Food Essentials gathers information regarding food labels to help analyze marketing possibilities as well as customer behavior. Xavier believes big data analytics could create highly personalized shopping adventures for consumers who can get what they want easier and retailers who don’t need to worry about unused inventory sitting on shelves due to misallocation of resources or poor planning.

“This kind of data will help the industry to respond to consumers in a more intelligent way,” he said. “We see that the future of big data predictions for our industry is going to be about making the supply chain more effective and efficient, being able to predict where certain products should be. What that leads to is a client’s customers being treated to a more customized experience.”

Docs and data

If big data can make companies wealthier and customers happier, could it also make everyone healthier as well? Bill Shannon hopes so.

“The shift is going to go from a patient going to the hospital and a doctor saying this is how we treat this patient to the same patient going to the hospital where the IT people say let’s compare this patient with all the others we’ve ever seen and figure out how we treated those other patients to get the best outcome,” said Shannon, a professor of biostatistics at Washington University’s School of Medicine. “There is going to be a real improvement in treatment outcomes.”

Shannon is also founder and managing partner of BioRankings, an enterprise which offers big data analytics. He said companies are increasingly using big data to cut costs, improve operations and even invent new products and revenue streams. That includes hospitals and insurers who can use aggregated health data to find better, more cost-effective methods of treatment.

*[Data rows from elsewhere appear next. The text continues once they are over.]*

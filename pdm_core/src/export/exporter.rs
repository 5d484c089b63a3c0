use std::fs;
use std::path::{Path, PathBuf};

use serde::Serialize;
use tracing::info;

use crate::analyzer::trend_analyzer::TrendReport;
use crate::charts::figure::Figure;
use crate::common::{pdm_error::PdmResult, time::format_date, utils::slugify};
use crate::schedule::schedule::Schedule;

#[derive(Debug, Serialize)]
struct TrendRow {
    day: f64,
    value: f64,
    fitted: f64,
    rolling_mean: f64,
    rolling_std: f64,
    lower_ci: f64,
    upper_ci: f64,
}

#[derive(Debug, Serialize)]
struct ScheduleRow<'a> {
    task: &'a str,
    start: String,
    end: String,
}

/// Writes figures and tables into one output directory
#[derive(Debug, Clone)]
pub struct Exporter {
    dir: PathBuf,
}

impl Exporter {
    pub fn new(dir: impl Into<PathBuf>) -> PdmResult<Self> {
        let dir = dir.into();
        fs::create_dir_all(&dir)?;
        Ok(Self { dir })
    }

    pub fn dir(&self) -> &Path {
        &self.dir
    }

    /// `<dir>/<name>.json`
    pub fn write_figure(&self, name: &str, figure: &Figure) -> PdmResult<PathBuf> {
        let path = self.dir.join(format!("{}.json", name));
        fs::write(&path, figure.to_json()?)?;
        info!(figure = %figure.title, path = %path.display(), "saved figure");
        Ok(path)
    }

    /// `<dir>/trend_<asset>.csv`, one row per observation
    pub fn write_trend_table(&self, report: &TrendReport) -> PdmResult<PathBuf> {
        let path = self.dir.join(format!("trend_{}.csv", slugify(&report.asset)));
        let mut wtr = csv::Writer::from_path(&path)?;
        for ((p, &fitted), b) in report.series.iter().zip(&report.fitted).zip(&report.band) {
            wtr.serialize(TrendRow {
                day: p.day,
                value: p.value,
                fitted,
                rolling_mean: b.mean,
                rolling_std: b.std_dev,
                lower_ci: b.lower_bound,
                upper_ci: b.upper_bound,
            })?;
        }
        wtr.flush()?;
        info!(asset = %report.asset, rows = report.series.len(), path = %path.display(), "saved trend table");
        Ok(path)
    }

    /// `<dir>/<schedule title slug>.csv` with task, start and end dates
    pub fn write_schedule(&self, schedule: &Schedule) -> PdmResult<PathBuf> {
        let path = self.dir.join(format!("{}.csv", slugify(&schedule.title)));
        let mut wtr = csv::Writer::from_path(&path)?;
        for t in schedule.layout() {
            wtr.serialize(ScheduleRow {
                task: &t.task,
                start: format_date(t.start),
                end: format_date(t.end),
            })?;
        }
        wtr.flush()?;
        info!(schedule = %schedule.title, path = %path.display(), "saved schedule");
        Ok(path)
    }
}

#[cfg(test)]
mod tests {
    use super::*;
    use crate::analyzer::trend_analyzer::TrendAnalyzer;
    use crate::charts::trend_charts::anomaly_trend_chart;
    use crate::common::time::parse_date;
    use crate::dataset::series::Series;
    use crate::schedule::plans::maintenance_routine;

    #[test]
    fn test_write_trend_outputs() {
        let dir = tempfile::tempdir().unwrap();
        let exporter = Exporter::new(dir.path()).unwrap();
        let s = Series::from_pairs(vec![(0.0, 0.0), (1.0, 0.2), (2.0, 0.4)]);
        let report = TrendAnalyzer::new(5, 1.96, 1.0).analyze("Motor_A", s).unwrap();

        let table = exporter.write_trend_table(&report).unwrap();
        assert_eq!(table.file_name().unwrap(), "trend_motor_a.csv");
        let text = fs::read_to_string(&table).unwrap();
        let mut lines = text.lines();
        assert_eq!(
            lines.next(),
            Some("day,value,fitted,rolling_mean,rolling_std,lower_ci,upper_ci")
        );
        assert_eq!(lines.count(), 3);

        let fig = exporter
            .write_figure("anomaly_trend", &anomaly_trend_chart(&report))
            .unwrap();
        let v: serde_json::Value = serde_json::from_str(&fs::read_to_string(fig).unwrap()).unwrap();
        assert_eq!(v["panels"][0]["traces"].as_array().unwrap().len(), 3);
    }

    #[test]
    fn test_write_schedule() {
        let dir = tempfile::tempdir().unwrap();
        let exporter = Exporter::new(dir.path().join("nested")).unwrap();
        let plan = maintenance_routine(parse_date("2025-12-05").unwrap()).unwrap();
        let path = exporter.write_schedule(&plan).unwrap();
        assert_eq!(path.file_name().unwrap(), "predictive_maintenance_routine.csv");
        let text = fs::read_to_string(&path).unwrap();
        assert!(text.starts_with("task,start,end\n"));
        assert!(text.contains("Annual rebuild assessment,2025-12-17,2025-12-19"));
    }
}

A constant stream of information allows doctors and institutions to make changes on the fly and immediately see the results, Shannon said. Meanwhile, new cases can be understood in the context of a universe of previous treatments for similar patients thus providing better rates of cure. Like Juristat’s lawyers, doctors can increasingly rely on more than just their own experience and instead depend on a database of collective knowledge.

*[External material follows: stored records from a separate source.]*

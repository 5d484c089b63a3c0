use super::figure::{
    Band, Figure, Marker, Panel, Trace, COLOR_ALERT, COLOR_PRIMARY, COLOR_SECONDARY, COLOR_TREND,
};
use crate::analyzer::trend_analyzer::TrendReport;
use crate::common::enums::LineStyle;

fn fitted_xy(report: &TrendReport) -> Vec<[f64; 2]> {
    report
        .series
        .iter()
        .zip(&report.fitted)
        .map(|(p, &y)| [p.day, y])
        .collect()
}

fn failure_line(report: &TrendReport, width: f64) -> Marker {
    Marker::VerticalLine {
        x: report.projection.projected_day,
        color: COLOR_ALERT.to_string(),
        style: LineStyle::Dashed,
        width,
        label: None,
    }
}

pub fn failure_annotation(projected_day: f64) -> String {
    format!("Predicted Failure ≈ Day {:.1}", projected_day)
}

/// Anomaly score with rolling mean, confidence band, linear trend and the
/// projected failure day
pub fn anomaly_trend_chart(report: &TrendReport) -> Figure {
    let mut panel = Panel::new(
        "Anomaly Score Curve with 95% Confidence Interval + Predicted Failure Day",
        "Day",
        "Anomaly Score",
    )
    .with_legend();

    let days = report.series.days();
    let mean_xy = days
        .iter()
        .zip(&report.band)
        .map(|(&d, b)| [d, b.mean])
        .collect();

    panel.traces.push(Trace::line(
        Some("Anomaly Score"),
        COLOR_PRIMARY,
        report.series.to_xy(),
    ));
    panel
        .traces
        .push(Trace::line(Some("Rolling Mean"), COLOR_SECONDARY, mean_xy).dashed());
    panel.bands.push(Band {
        label: Some("95% CI".to_string()),
        color: COLOR_SECONDARY.to_string(),
        alpha: 0.2,
        x: days,
        lower: report.band.iter().map(|b| b.lower_bound).collect(),
        upper: report.band.iter().map(|b| b.upper_bound).collect(),
    });
    panel.traces.push(
        Trace::line(Some("Trend (Prediction)"), COLOR_TREND, fitted_xy(report)).dashed(),
    );

    let day = report.projection.projected_day;
    panel.markers.push(failure_line(report, 2.0));
    panel.markers.push(Marker::Text {
        x: day + 1.0,
        y: report.projection.threshold_value,
        text: failure_annotation(day),
        color: COLOR_ALERT.to_string(),
        font_size: 12,
    });

    Figure::single(14.0, 8.0, panel)
}

/// Actual score against the fitted trend with the threshold and failure day
pub fn predicted_vs_actual_chart(report: &TrendReport) -> Figure {
    let mut panel = Panel::new(
        "Predicted vs Actual Failure Comparison",
        "Day",
        "Anomaly Score",
    )
    .with_legend();

    panel.traces.push(Trace::line(
        Some("Actual Anomaly Score"),
        COLOR_PRIMARY,
        report.series.to_xy(),
    ));
    panel.traces.push(
        Trace::line(Some("Predicted Trend"), COLOR_SECONDARY, fitted_xy(report)).dashed(),
    );
    panel.markers.push(Marker::HorizontalLine {
        y: report.projection.threshold_value,
        color: COLOR_ALERT.to_string(),
        style: LineStyle::Dashed,
        label: Some("Failure Threshold".to_string()),
    });
    panel.markers.push(failure_line(report, 1.0));

    Figure::single(14.0, 8.0, panel)
}

#[cfg(test)]
mod tests {
    use super::*;
    use crate::analyzer::trend_analyzer::TrendAnalyzer;
    use crate::dataset::series::Series;

    fn report() -> TrendReport {
        let s = Series::from_pairs(vec![(0.0, 0.0), (1.0, 0.2), (2.0, 0.4), (3.0, 0.6), (4.0, 0.8)]);
        TrendAnalyzer::new(5, 1.96, 1.0).analyze("Motor_A", s).unwrap()
    }

    #[test]
    fn test_anomaly_trend_chart() {
        let fig = anomaly_trend_chart(&report());
        let panel = &fig.panels[0];
        assert_eq!(panel.traces.len(), 3);
        assert_eq!(panel.traces[1].style, LineStyle::Dashed);
        assert_eq!(panel.traces[2].color, COLOR_TREND);
        assert_eq!(panel.bands[0].x.len(), 5);
        assert_eq!(panel.bands[0].lower[0], 0.0);

        match &panel.markers[1] {
            Marker::Text { x, y, text, .. } => {
                assert!((x - 6.0).abs() < 1e-9);
                assert_eq!(*y, 1.0);
                assert_eq!(text, "Predicted Failure ≈ Day 5.0");
            }
            other => panic!("unexpected marker {:?}", other),
        }
    }

    #[test]
    fn test_predicted_vs_actual_chart() {
        let fig = predicted_vs_actual_chart(&report());
        let panel = &fig.panels[0];
        assert_eq!(panel.traces.len(), 2);
        assert!(matches!(panel.markers[0], Marker::HorizontalLine { y, .. } if y == 1.0));
        assert!(matches!(
            panel.markers[1],
            Marker::VerticalLine { x, .. } if (x - 5.0).abs() < 1e-9
        ));
    }
}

“Big data allows us to test ideas we want to implement very quickly.”

Also like Juristat, Shannon notes the possibility of cross-correlating information from different non-medical sources. Even weather data or statistics on demographics and location might play a role in medicine.

Lies, damn lies and statistics

Big data are at the heart of controversial National Security Agency intelligence gathering programs that have recently come to light and drawn fire from privacy advocates and civil libertarians. Moreover, there have long been concerns by individuals uncomfortable with the idea of being categorized or having large organizations, public or private, record their actions in areas from credit card purchases to social media posts.

But StampedeCon’s Stiehr notes that big data entrepreneurs aren’t creating information. They are analyzing what’s already there.

“The technology itself is neutral,” he said. “The fact that there is a lot of data out there is something that is enabled by all the services people use, not really by big data itself.”

Stiehr said that privacy laws still apply. In fact, one of StampedeCon’s speakers will be Anthony Martin, Walmart’s chief privacy and information security counsel.

The aggregated nature of big data means the main danger may not be privacy but poor interpretation in unskilled hands.

“There is the old saying about lies, damn lies and statistics,” said Winship. “The fact is that statistics aren’t lies. It’s that most people don’t understand statistics so they are easily fooled by bad ones.”

Shannon agrees. He sees no problem with privacy so long as data security protocols are observed. The threat may be from misinterpretation.

“The biggest problem is, if you don’t have qualified data scientists to talk about the proper ways of analyzing it you can very quickly get in trouble coming up with answers that are wrong,” he said.

Marciniak notes that as long as data are obtained ethically from legitimate sources, it can provide benefits that far outweigh any risks.

“Big data are definitely more good than bad, for sure,” he said. “Anything can be bad if you don’t handle the situation properly.”